— Task —
From the listing below, reproduce word for word the part that opens with the line containing "statistics and brand-level" and closes with the line containing "# Save the JSON"; reproduce nothing else.
---*---
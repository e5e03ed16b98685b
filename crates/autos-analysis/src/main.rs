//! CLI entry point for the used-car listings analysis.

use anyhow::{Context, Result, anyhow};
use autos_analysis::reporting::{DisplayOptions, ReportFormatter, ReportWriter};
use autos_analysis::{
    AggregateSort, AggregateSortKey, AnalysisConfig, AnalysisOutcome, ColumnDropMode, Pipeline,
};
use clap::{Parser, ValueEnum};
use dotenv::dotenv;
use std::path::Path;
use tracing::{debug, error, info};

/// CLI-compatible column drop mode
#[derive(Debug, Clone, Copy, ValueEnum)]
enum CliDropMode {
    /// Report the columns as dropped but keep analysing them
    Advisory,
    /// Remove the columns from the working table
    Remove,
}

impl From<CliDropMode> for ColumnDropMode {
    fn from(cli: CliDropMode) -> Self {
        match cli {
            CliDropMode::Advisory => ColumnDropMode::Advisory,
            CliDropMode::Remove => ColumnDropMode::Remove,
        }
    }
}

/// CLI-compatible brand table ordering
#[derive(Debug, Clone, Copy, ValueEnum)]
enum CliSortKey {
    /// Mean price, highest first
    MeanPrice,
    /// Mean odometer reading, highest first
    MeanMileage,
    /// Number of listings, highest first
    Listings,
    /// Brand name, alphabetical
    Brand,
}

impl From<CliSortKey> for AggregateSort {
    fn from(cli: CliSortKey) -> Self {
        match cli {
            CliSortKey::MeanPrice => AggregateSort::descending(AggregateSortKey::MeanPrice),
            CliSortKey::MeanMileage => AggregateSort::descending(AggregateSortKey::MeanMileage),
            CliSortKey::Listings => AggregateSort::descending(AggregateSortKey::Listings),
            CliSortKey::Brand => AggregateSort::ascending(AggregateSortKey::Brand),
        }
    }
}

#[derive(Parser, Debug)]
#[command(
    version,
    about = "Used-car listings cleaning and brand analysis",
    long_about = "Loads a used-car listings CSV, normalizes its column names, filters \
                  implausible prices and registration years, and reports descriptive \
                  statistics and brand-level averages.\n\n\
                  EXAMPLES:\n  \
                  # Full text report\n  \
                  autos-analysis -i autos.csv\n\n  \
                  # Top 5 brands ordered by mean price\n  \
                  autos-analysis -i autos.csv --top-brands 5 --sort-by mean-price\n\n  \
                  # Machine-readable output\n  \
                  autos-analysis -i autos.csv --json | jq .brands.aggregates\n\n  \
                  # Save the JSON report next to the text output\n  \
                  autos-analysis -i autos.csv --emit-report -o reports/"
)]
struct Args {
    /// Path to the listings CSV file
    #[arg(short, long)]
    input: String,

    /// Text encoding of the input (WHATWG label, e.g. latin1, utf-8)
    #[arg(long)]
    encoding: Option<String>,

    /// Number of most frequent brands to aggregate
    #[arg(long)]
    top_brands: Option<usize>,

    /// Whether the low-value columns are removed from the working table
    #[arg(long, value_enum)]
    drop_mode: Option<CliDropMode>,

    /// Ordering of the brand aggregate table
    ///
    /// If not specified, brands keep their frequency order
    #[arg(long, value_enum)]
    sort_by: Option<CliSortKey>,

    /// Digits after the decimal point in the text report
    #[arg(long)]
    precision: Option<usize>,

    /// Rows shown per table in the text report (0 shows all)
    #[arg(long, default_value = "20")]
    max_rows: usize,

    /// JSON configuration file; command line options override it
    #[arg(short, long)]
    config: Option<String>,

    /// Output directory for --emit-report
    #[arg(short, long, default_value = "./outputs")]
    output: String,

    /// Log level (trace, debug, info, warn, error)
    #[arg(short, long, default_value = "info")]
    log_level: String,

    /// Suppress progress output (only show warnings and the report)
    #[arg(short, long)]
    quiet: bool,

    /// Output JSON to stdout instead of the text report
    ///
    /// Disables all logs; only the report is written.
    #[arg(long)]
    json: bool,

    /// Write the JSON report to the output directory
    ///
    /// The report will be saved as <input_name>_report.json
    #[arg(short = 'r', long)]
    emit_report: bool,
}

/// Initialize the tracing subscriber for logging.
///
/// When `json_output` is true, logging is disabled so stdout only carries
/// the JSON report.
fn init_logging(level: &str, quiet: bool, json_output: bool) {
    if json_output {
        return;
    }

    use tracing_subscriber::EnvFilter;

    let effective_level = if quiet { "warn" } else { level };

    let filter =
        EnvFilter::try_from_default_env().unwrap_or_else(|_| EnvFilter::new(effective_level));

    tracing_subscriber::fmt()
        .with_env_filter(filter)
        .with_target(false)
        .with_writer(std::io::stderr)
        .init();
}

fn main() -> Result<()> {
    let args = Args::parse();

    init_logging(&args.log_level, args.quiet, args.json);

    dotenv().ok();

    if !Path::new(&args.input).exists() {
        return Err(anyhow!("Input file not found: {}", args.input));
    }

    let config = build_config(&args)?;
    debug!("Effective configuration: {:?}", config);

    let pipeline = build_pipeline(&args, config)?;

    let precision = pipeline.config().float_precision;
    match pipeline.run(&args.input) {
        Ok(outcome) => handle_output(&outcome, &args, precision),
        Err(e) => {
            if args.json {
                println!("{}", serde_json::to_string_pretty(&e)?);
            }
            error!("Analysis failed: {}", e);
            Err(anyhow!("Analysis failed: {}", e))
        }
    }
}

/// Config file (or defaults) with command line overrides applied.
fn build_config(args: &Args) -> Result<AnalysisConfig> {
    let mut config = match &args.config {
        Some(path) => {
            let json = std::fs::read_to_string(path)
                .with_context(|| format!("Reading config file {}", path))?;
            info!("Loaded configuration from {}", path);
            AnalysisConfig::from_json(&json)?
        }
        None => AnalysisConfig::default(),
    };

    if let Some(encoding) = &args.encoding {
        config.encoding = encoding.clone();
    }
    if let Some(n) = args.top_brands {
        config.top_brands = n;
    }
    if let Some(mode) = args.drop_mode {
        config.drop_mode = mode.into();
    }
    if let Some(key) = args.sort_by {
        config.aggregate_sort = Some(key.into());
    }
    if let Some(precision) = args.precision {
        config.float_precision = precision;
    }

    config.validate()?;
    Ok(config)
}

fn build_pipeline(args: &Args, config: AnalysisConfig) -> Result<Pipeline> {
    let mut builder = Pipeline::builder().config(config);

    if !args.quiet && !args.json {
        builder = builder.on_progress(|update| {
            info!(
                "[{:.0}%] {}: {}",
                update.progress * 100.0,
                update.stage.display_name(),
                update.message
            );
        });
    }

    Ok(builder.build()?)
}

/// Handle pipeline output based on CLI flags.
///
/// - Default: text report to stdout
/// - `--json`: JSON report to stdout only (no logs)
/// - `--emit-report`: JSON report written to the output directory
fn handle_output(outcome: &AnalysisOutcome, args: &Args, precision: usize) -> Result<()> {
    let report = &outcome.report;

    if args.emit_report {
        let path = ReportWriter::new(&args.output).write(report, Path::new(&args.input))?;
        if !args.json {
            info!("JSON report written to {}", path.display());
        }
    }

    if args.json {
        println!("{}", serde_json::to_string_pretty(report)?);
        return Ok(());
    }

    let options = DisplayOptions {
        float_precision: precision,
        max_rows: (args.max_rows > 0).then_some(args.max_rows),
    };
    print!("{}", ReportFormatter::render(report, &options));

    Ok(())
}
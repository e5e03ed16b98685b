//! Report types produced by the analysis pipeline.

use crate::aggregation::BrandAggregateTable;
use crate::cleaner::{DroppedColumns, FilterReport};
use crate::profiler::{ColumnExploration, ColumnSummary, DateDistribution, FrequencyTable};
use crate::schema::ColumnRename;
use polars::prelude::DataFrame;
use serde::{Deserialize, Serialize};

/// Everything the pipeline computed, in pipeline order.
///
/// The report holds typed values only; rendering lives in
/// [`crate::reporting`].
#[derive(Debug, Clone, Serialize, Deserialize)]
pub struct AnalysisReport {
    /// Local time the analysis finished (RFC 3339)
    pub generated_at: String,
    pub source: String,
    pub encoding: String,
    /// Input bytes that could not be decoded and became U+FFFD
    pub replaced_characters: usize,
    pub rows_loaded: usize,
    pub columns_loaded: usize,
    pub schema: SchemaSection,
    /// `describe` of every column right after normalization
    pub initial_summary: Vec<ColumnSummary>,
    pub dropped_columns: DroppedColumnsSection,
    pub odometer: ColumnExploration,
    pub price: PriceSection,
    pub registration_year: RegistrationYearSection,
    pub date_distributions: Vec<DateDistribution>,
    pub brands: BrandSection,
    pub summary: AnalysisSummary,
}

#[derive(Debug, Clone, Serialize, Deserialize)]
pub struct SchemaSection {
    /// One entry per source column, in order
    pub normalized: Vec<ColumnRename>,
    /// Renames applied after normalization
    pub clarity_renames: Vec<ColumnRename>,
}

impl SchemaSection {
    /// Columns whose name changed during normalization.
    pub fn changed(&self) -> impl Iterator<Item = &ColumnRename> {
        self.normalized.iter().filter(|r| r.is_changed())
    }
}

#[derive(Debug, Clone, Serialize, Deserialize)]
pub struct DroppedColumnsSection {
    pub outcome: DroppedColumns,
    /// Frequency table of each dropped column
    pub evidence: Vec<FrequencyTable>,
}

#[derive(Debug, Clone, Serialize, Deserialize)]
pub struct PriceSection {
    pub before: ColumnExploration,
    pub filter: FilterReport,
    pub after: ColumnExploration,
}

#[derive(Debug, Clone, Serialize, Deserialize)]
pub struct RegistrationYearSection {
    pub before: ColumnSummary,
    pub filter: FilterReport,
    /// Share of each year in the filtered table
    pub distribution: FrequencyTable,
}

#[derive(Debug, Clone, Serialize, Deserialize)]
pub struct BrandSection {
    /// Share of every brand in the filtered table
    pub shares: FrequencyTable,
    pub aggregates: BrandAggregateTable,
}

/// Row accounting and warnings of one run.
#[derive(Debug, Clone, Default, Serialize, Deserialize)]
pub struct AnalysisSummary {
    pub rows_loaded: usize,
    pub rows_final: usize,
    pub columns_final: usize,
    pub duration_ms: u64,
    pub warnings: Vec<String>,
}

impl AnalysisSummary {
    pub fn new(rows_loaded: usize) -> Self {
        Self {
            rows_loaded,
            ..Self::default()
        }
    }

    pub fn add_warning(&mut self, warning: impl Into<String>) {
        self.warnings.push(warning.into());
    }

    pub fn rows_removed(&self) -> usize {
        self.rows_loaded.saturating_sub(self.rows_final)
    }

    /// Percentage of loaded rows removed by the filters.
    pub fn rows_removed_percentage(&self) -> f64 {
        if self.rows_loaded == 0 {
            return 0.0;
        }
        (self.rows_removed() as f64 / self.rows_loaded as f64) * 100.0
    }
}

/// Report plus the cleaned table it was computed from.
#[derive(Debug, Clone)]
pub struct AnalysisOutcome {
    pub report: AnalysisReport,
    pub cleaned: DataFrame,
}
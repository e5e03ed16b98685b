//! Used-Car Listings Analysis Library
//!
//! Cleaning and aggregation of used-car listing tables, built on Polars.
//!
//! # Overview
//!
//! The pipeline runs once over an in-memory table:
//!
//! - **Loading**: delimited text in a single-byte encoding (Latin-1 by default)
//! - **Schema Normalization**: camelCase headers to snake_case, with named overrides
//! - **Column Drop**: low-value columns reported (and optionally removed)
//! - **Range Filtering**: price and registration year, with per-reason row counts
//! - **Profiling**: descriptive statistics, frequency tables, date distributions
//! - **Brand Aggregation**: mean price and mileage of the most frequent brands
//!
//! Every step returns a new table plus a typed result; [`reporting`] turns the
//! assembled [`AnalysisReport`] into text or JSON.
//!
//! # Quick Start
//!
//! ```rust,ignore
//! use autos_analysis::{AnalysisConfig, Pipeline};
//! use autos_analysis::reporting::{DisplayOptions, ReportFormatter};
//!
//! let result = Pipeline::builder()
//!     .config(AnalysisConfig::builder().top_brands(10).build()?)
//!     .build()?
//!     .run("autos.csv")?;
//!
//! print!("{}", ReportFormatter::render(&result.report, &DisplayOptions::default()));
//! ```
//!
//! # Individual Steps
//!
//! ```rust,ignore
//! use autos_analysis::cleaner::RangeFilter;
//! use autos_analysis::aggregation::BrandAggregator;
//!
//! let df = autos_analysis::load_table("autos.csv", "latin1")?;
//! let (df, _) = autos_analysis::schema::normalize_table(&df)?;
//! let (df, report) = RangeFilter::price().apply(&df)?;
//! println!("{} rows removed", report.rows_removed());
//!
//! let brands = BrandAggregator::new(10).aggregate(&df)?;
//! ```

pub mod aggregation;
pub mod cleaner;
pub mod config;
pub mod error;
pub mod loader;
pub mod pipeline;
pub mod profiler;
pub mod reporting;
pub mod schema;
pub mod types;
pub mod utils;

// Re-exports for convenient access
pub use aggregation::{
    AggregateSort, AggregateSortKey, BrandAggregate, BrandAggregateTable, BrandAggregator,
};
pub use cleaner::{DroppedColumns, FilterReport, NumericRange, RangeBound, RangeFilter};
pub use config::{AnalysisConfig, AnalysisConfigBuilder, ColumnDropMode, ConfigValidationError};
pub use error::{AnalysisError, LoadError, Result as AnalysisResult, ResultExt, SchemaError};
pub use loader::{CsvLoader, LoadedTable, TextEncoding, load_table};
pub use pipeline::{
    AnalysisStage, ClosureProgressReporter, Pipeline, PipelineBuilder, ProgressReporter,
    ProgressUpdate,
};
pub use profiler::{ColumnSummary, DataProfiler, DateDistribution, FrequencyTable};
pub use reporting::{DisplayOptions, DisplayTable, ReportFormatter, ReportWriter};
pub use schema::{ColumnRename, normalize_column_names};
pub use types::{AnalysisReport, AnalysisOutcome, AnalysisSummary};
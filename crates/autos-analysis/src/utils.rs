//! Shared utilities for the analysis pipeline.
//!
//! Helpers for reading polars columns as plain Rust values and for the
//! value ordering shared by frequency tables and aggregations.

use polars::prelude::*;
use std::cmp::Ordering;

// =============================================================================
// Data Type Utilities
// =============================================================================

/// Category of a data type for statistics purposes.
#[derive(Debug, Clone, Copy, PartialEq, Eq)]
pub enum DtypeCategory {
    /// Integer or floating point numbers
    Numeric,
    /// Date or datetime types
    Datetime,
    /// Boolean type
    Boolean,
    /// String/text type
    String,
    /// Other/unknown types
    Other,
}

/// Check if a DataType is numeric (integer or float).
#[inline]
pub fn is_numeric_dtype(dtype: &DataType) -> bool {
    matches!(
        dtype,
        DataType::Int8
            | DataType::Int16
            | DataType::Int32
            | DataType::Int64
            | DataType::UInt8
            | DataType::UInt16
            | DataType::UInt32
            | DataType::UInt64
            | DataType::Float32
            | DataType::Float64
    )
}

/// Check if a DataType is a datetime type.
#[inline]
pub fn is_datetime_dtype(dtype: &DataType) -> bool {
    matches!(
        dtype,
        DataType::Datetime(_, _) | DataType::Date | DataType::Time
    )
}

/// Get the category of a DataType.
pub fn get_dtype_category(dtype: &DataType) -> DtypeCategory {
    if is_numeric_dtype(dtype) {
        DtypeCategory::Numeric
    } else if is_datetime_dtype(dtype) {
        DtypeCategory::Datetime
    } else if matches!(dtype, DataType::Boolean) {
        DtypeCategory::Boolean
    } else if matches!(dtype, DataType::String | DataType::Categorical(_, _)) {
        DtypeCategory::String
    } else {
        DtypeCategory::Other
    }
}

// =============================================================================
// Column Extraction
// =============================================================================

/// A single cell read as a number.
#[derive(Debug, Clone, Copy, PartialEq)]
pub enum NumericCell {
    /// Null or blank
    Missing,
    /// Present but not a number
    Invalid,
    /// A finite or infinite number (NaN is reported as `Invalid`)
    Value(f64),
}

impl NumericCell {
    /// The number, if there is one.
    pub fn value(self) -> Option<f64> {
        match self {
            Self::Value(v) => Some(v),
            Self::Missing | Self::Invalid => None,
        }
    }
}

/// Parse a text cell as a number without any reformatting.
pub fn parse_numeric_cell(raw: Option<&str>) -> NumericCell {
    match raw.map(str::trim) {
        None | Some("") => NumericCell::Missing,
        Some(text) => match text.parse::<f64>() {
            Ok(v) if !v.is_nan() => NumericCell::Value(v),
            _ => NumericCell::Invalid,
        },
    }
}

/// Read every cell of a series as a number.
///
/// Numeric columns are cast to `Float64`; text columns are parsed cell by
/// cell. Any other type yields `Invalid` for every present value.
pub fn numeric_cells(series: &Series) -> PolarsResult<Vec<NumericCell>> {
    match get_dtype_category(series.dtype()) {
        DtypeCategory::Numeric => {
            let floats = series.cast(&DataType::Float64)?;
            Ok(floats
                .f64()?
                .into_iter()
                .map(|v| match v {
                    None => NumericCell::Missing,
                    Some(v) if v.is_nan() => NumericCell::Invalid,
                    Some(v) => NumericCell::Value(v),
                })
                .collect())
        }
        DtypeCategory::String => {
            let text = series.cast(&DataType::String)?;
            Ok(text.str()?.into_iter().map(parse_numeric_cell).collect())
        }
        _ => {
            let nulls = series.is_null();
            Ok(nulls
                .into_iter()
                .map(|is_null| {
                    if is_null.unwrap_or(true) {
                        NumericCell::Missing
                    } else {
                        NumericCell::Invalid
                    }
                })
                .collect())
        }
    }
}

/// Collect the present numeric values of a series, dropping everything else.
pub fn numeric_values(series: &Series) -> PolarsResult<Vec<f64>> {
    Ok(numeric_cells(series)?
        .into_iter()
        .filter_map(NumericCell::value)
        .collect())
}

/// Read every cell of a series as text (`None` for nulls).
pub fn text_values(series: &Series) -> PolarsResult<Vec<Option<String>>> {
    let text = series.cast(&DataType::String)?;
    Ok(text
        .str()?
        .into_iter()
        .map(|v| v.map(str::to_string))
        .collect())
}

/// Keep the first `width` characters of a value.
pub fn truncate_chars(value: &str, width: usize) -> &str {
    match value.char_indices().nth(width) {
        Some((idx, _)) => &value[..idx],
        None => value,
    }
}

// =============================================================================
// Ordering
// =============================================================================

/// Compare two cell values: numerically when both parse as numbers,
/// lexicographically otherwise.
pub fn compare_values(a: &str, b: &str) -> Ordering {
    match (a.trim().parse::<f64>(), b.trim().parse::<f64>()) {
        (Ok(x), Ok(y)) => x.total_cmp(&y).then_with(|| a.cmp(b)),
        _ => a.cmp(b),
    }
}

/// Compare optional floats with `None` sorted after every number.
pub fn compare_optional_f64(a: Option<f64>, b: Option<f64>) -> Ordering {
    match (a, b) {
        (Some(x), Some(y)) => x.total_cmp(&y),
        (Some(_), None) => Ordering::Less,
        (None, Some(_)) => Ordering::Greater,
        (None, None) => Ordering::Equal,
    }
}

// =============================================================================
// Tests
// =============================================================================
---*---
— Answer space —
                  statistics and brand-level averages.\n\n\
                  EXAMPLES:\n  \
                  # Full text report\n  \
                  autos-analysis -i autos.csv\n\n  \
                  # Top 5 brands ordered by mean price\n  \
                  autos-analysis -i autos.csv --top-brands 5 --sort-by mean-price\n\n  \
                  # Machine-readable output\n  \
                  autos-analysis -i autos.csv --json | jq .brands.aggregates\n\n  \
                  # Save the JSON report next to the text output\n  \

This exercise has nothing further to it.